February 1, 2024

Give yourself self-love and self-care this Valentine’s Day

By Aaron Hunt, PhD, MPH

Self-love tree

February is home to Valentine’s Day, when people are focused on spreading love to their partners and others. However, this can be a stressful time for single people, causing increases in anxiety, depression, and feelings of loneliness. To combat these feelings, try to focus on starting a self-care routine.

What is Self-care?

Self-care is the practice of taking the time to do things that improve your physical and mental health. It involves incorporating activities and practices that we engage in on a regular basis to reduce stress and maintain and enhance our well-being. When practiced regularly, self-care can reduce risk of illness, increase energy, and improve overall health. (NIMH, 2022; Vermani, 2023).
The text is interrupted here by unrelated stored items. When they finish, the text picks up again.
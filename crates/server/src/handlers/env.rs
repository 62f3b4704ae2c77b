//! Environment template and instance endpoints.

use super::common::{DeletedCountResponse, DeletedResponse, not_found, require_name};
use crate::error::ApiResult;
use crate::extract::{ApiJson, ApiPath};
use crate::response::ApiResponse;
use crate::state::AppState;
use axum::extract::State;
use scheme_metadata::models::{EnvInstanceRow, EnvTemplateRow};
use serde::{Deserialize, Serialize};
use serde_json::{Map, Value};
use sqlx::types::Json;
use time::OffsetDateTime;

/// Environment template as returned by the API.
#[derive(Debug, Serialize)]
pub struct EnvTemplateResponse {
    pub id: i64,
    pub name: String,
    pub param_schema: Value,
    #[serde(with = "time::serde::rfc3339")]
    pub created_at: OffsetDateTime,
    #[serde(with = "time::serde::rfc3339")]
    pub updated_at: OffsetDateTime,
}

impl From<EnvTemplateRow> for EnvTemplateResponse {
    fn from(row: EnvTemplateRow) -> Self {
        Self {
            id: row.id,
            name: row.name,
            param_schema: row.param_schema.0,
            created_at: row.created_at,
            updated_at: row.updated_at,
        }
    }
}

/// Create template request.
#[derive(Debug, Deserialize)]
pub struct CreateEnvTemplateRequest {
    pub name: String,
    pub param_schema: Map<String, Value>,
}

/// Environment instance as returned by the API.
#[derive(Debug, Serialize)]
pub struct EnvInstanceResponse {
    pub id: i64,
    pub name: String,
    pub template_id: i64,
    pub params: Value,
    #[serde(with = "time::serde::rfc3339")]
    pub created_at: OffsetDateTime,
    #[serde(with = "time::serde::rfc3339")]
    pub updated_at: OffsetDateTime,
}

impl From<EnvInstanceRow> for EnvInstanceResponse {
    fn from(row: EnvInstanceRow) -> Self {
        Self {
            id: row.id,
            name: row.name,
            template_id: row.template_id,
            params: row.params.0,
            created_at: row.created_at,
            updated_at: row.updated_at,
        }
    }
}

/// Create instance request.
#[derive(Debug, Deserialize)]
pub struct CreateEnvInstanceRequest {
    pub name: String,
    pub template_id: i64,
    pub params: Map<String, Value>,
}

/// Replace an existing instance.
#[derive(Debug, Deserialize)]
pub struct UpdateEnvInstanceRequest {
    pub id: i64,
    pub name: String,
    pub template_id: i64,
    pub params: Map<String, Value>,
}

async fn require_template(state: &AppState, template_id: i64) -> ApiResult<()> {
    state
        .metadata
        .get_env_template(template_id)
        .await?
        .ok_or_else(|| not_found("env template", template_id))?;
    Ok(())
}

// =============================================================================
// Template Handlers
// =============================================================================

/// GET {prefix}/env/template/all - List templates.
pub async fn list_env_templates(
    State(state): State<AppState>,
) -> ApiResult<ApiResponse<Vec<EnvTemplateResponse>>> {
    let templates = state.metadata.list_env_templates().await?;
    Ok(ApiResponse::ok(
        templates.into_iter().map(Into::into).collect(),
    ))
}

/// GET {prefix}/env/template/{id} - Get a template.
pub async fn get_env_template(
    State(state): State<AppState>,
    ApiPath(id): ApiPath<i64>,
) -> ApiResult<ApiResponse<EnvTemplateResponse>> {
    let template = state
        .metadata
        .get_env_template(id)
        .await?
        .ok_or_else(|| not_found("env template", id))?;
    Ok(ApiResponse::ok(template.into()))
}

/// GET {prefix}/env/template/by-name/{name} - Get a template by name.
pub async fn get_env_template_by_name(
    State(state): State<AppState>,
    ApiPath(name): ApiPath<String>,
) -> ApiResult<ApiResponse<EnvTemplateResponse>> {
    let template = state
        .metadata
        .get_env_template_by_name(&name)
        .await?
        .ok_or_else(|| not_found("env template", format!("'{name}'")))?;
    Ok(ApiResponse::ok(template.into()))
}

/// POST {prefix}/env/template/create - Create a template.
pub async fn create_env_template(
    State(state): State<AppState>,
    ApiJson(body): ApiJson<CreateEnvTemplateRequest>,
) -> ApiResult<ApiResponse<EnvTemplateResponse>> {
    require_name("env template", &body.name)?;

    let now = OffsetDateTime::now_utc();
    let row = EnvTemplateRow {
        id: state.next_id(),
        name: body.name,
        param_schema: Json(Value::Object(body.param_schema)),
        created_at: now,
        updated_at: now,
    };
    state.metadata.create_env_template(&row).await?;

    tracing::info!(template_id = row.id, name = %row.name, "Env template created");
    Ok(ApiResponse::ok(row.into()))
}

/// DELETE {prefix}/env/template/{id} - Delete a template.
pub async fn delete_env_template(
    State(state): State<AppState>,
    ApiPath(id): ApiPath<i64>,
) -> ApiResult<ApiResponse<DeletedResponse>> {
    state.metadata.delete_env_template(id).await?;
    Ok(ApiResponse::with_msg(DeletedResponse { id }, "deleted"))
}

/// DELETE {prefix}/env/template/all - Delete every template.
///
/// Instances keep their `template_id`; later updates to them fail until a
/// matching template exists again.
pub async fn delete_all_env_templates(
    State(state): State<AppState>,
) -> ApiResult<ApiResponse<DeletedCountResponse>> {
    let deleted = state.metadata.delete_all_env_templates().await?;
    tracing::info!(deleted, "All env templates deleted");
    Ok(ApiResponse::with_msg(
        DeletedCountResponse { deleted },
        "deleted",
    ))
}

// =============================================================================
// Instance Handlers
// =============================================================================

/// GET {prefix}/env/instance/all - List instances.
pub async fn list_env_instances(
    State(state): State<AppState>,
) -> ApiResult<ApiResponse<Vec<EnvInstanceResponse>>> {
    let instances = state.metadata.list_env_instances().await?;
    Ok(ApiResponse::ok(
        instances.into_iter().map(Into::into).collect(),
    ))
}

/// GET {prefix}/env/instance/{id} - Get an instance.
pub async fn get_env_instance(
    State(state): State<AppState>,
    ApiPath(id): ApiPath<i64>,
) -> ApiResult<ApiResponse<EnvInstanceResponse>> {
    let instance = state
        .metadata
        .get_env_instance(id)
        .await?
        .ok_or_else(|| not_found("env instance", id))?;
    Ok(ApiResponse::ok(instance.into()))
}

/// GET {prefix}/env/instance/by-name/{name} - Get an instance by name.
pub async fn get_env_instance_by_name(
    State(state): State<AppState>,
    ApiPath(name): ApiPath<String>,
) -> ApiResult<ApiResponse<EnvInstanceResponse>> {
    let instance = state
        .metadata
        .get_env_instance_by_name(&name)
        .await?
        .ok_or_else(|| not_found("env instance", format!("'{name}'")))?;
    Ok(ApiResponse::ok(instance.into()))
}

/// GET {prefix}/env/instance/by-template-id/{template_id} - Instances of a template.
pub async fn list_env_instances_by_template(
    State(state): State<AppState>,
    ApiPath(template_id): ApiPath<i64>,
) -> ApiResult<ApiResponse<Vec<EnvInstanceResponse>>> {
    let instances = state
        .metadata
        .list_env_instances_by_template(template_id)
        .await?;
    Ok(ApiResponse::ok(
        instances.into_iter().map(Into::into).collect(),
    ))
}

/// POST {prefix}/env/instance/create - Create an instance of an existing template.
pub async fn create_env_instance(
    State(state): State<AppState>,
    ApiJson(body): ApiJson<CreateEnvInstanceRequest>,
) -> ApiResult<ApiResponse<EnvInstanceResponse>> {
    require_name("env instance", &body.name)?;
    require_template(&state, body.template_id).await?;

    let now = OffsetDateTime::now_utc();
    let row = EnvInstanceRow {
        id: state.next_id(),
        name: body.name,
        template_id: body.template_id,
        params: Json(Value::Object(body.params)),
        created_at: now,
        updated_at: now,
    };
    state.metadata.create_env_instance(&row).await?;

    tracing::info!(
        instance_id = row.id,
        template_id = row.template_id,
        name = %row.name,
        "Env instance created"
    );
    Ok(ApiResponse::ok(row.into()))
}

/// POST {prefix}/env/instance/update - Replace an instance.
pub async fn update_env_instance(
    State(state): State<AppState>,
    ApiJson(body): ApiJson<UpdateEnvInstanceRequest>,
) -> ApiResult<ApiResponse<EnvInstanceResponse>> {
    require_name("env instance", &body.name)?;

    let existing = state
        .metadata
        .get_env_instance(body.id)
        .await?
        .ok_or_else(|| not_found("env instance", body.id))?;
    require_template(&state, body.template_id).await?;

    let row = EnvInstanceRow {
        id: existing.id,
        name: body.name,
        template_id: body.template_id,
        params: Json(Value::Object(body.params)),
        created_at: existing.created_at,
        updated_at: OffsetDateTime::now_utc(),
    };
    state.metadata.update_env_instance(&row).await?;

    Ok(ApiResponse::ok(row.into()))
}

/// DELETE {prefix}/env/instance/{id} - Delete an instance.
pub async fn delete_env_instance(
    State(state): State<AppState>,
    ApiPath(id): ApiPath<i64>,
) -> ApiResult<ApiResponse<DeletedResponse>> {
    state.metadata.delete_env_instance(id).await?;
    Ok(ApiResponse::with_msg(DeletedResponse { id }, "deleted"))
}

/// DELETE {prefix}/env/instance/all - Delete every instance.
pub async fn delete_all_env_instances(
    State(state): State<AppState>,
) -> ApiResult<ApiResponse<DeletedCountResponse>> {
    let deleted = state.metadata.delete_all_env_instances().await?;
    tracing::info!(deleted, "All env instances deleted");
    Ok(ApiResponse::with_msg(
        DeletedCountResponse { deleted },
        "deleted",
    ))
}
Key Tips to Incorporate Self-Care into Everyday Life: 

  1. Start Small: If you're new to practicing self-care, you don't need to start by implementing major changes to your lifestyle. As little as 30 minutes a few times a week can have a big impact.
  2. Listen to Your Body: Your body will often tell you what it needs, whether it's healthy food, exercise, rest, or something else. Pay attention to these signals. 
  3. Set Boundaries: It's important to set boundaries in your personal and professional life. This means learning to say no when you're overwhelmed or need rest. 
  4. Stay Active: Regular physical activity is a key part of self-care. It can help reduce feelings of anxiety and improve your mood. 
  5. Practice Mindfulness: Mindfulness involves focusing on the present moment without judgment. This can help reduce stress and improve mental well-being. 
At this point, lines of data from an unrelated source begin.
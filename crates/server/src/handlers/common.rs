//! Shared handler helpers.

use crate::error::ApiError;
use serde::Serialize;

/// Body returned by delete endpoints.
#[derive(Debug, Serialize)]
pub struct DeletedResponse {
    pub id: i64,
}

/// Body returned by bulk delete endpoints.
#[derive(Debug, Serialize)]
pub struct DeletedCountResponse {
    pub deleted: u64,
}

/// 404 for a lookup that came back empty.
pub(crate) fn not_found(kind: &str, key: impl std::fmt::Display) -> ApiError {
    ApiError::NotFound(format!("{kind} {key} not found"))
}

/// Reject empty or whitespace-only names.
pub(crate) fn require_name(kind: &str, name: &str) -> Result<(), ApiError> {
    if name.trim().is_empty() {
        return Err(ApiError::BadRequest(format!("{kind} name must not be empty")));
    }
    Ok(())
}

#[cfg(test)]
mod tests {
    use super::*;

    #[test]
    fn test_require_name() {
        assert!(require_name("scheme", "blue").is_ok());
        assert!(matches!(
            require_name("scheme", "  "),
            Err(ApiError::BadRequest(_))
        ));
    }

    #[test]
    fn test_not_found_message() {
        assert_eq!(not_found("agent", 7).to_string(), "agent 7 not found");
    }
}
//! Agent archive validation.
//!
//! Uploaded agents are zip archives. Validation happens entirely in memory and
//! must finish before anything is written to the object store or database.

use crate::error::{Error, Result};
use std::io::{Cursor, Read};

/// File extension required on declared archive names.
pub const ARCHIVE_EXTENSION: &str = ".zip";

/// Content type used when storing archives.
pub const ARCHIVE_CONTENT_TYPE: &str = "application/zip";

/// Summary of a validated archive.
#[derive(Clone, Debug, PartialEq, Eq)]
pub struct ArchiveSummary {
    /// Member names in central directory order.
    pub members: Vec<String>,
}

impl ArchiveSummary {
    /// Whether the archive contains a member with this exact name.
    pub fn contains(&self, name: &str) -> bool {
        self.members.iter().any(|m| m == name)
    }
}

/// Default cap on the total uncompressed size of an archive's members.
pub const DEFAULT_MAX_UNPACKED_BYTES: u64 = 1024 * 1024 * 1024;

/// Check that a declared filename carries the archive extension.
///
/// The match is case-sensitive: `AGENT.ZIP` is rejected.
pub fn check_extension(filename: &str) -> Result<()> {
    if filename.ends_with(ARCHIVE_EXTENSION) {
        Ok(())
    } else {
        Err(Error::InvalidFormat(format!(
            "agent file must be a {ARCHIVE_EXTENSION} archive, got '{filename}'"
        )))
    }
}

/// Open the archive in memory and read every member to the end.
///
/// Reading a member to EOF verifies its CRC32, so a successful return means
/// every entry decompresses cleanly. When `required_member` is given it must
/// appear in the member list.
///
/// Members may expand to at most `max_unpacked_bytes` in total. Both the
/// sizes declared in the central directory and the bytes actually inflated
/// count against the limit, so a lying header cannot get past it.
///
/// This is CPU-bound; async callers should run it on a blocking thread.
pub fn verify_archive(
    data: &[u8],
    required_member: Option<&str>,
    max_unpacked_bytes: u64,
) -> Result<ArchiveSummary> {
    let mut archive = zip::ZipArchive::new(Cursor::new(data))
        .map_err(|e| Error::CorruptArchive(format!("cannot open archive: {e}")))?;

    let declared = (0..archive.len())
        .filter_map(|index| archive.by_index_raw(index).ok().map(|entry| entry.size()))
        .fold(0u64, u64::saturating_add);
    if declared > max_unpacked_bytes {
        return Err(too_large(max_unpacked_bytes));
    }

    let mut members = Vec::with_capacity(archive.len());
    let mut unpacked = 0u64;
    let mut buf = [0u8; 8192];
    for index in 0..archive.len() {
        let mut entry = archive
            .by_index(index)
            .map_err(|e| Error::CorruptArchive(format!("cannot read entry {index}: {e}")))?;
        let name = entry.name().to_string();
        loop {
            let n = entry
                .read(&mut buf)
                .map_err(|e| Error::CorruptArchive(format!("entry '{name}' failed check: {e}")))?;
            if n == 0 {
                break;
            }
            unpacked += n as u64;
            if unpacked > max_unpacked_bytes {
                return Err(too_large(max_unpacked_bytes));
            }
        }
        members.push(name);
    }

    let summary = ArchiveSummary { members };

    if let Some(required) = required_member
        && !summary.contains(required)
    {
        return Err(Error::CorruptArchive(format!(
            "required file '{required}' is missing from the archive"
        )));
    }

    Ok(summary)
}

fn too_large(limit: u64) -> Error {
    Error::CorruptArchive(format!("archive expands beyond {limit} bytes"))
}
//! Common test utilities and fixtures.

pub mod fixtures;
pub mod http;
pub mod server;

#[allow(unused_imports)]
pub use fixtures::*;
#[allow(unused_imports)]
pub use http::*;
#[allow(unused_imports)]
pub use server::*;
Remember, self-care isn't a one-size-fits-all strategy. What works for one person might not work for another. It's important to find what works best for you and make it a part of your regular routine. Self-care is a journey, so be patient with yourself along the way. Use the list below to identify activities that will work for you.  

  1. Exercise: Consider walking, hiking, biking, yoga, kickboxing, or any physical activity that you enjoy.
  2. Diet: Try cooking a healthy meal from a new recipe, drinking plenty of water, or trying a new vegetable each day.
  3. Sleep: Attempt to improve your sleep by sticking to a schedule, avoiding late night meals, and turning off all screens at least one hour before bed.
  4. Practice gratitude: Think about the things you are grateful for and write them down to change your mindset. This can become a daily habit.
  5. Try a relaxing activity: Try to meditate, do a breathing exercise, take a bubble bath or anything else that is relaxing to you.
  6. Focus on positivity: If negative thoughts commonly arise, start to challenge those thoughts and focus on correcting with positive affirmations.
  7. Stay connected: Meet with a friend, co-worker, or other for coffee. Reach out to a trusted person who may provide you with emotional support.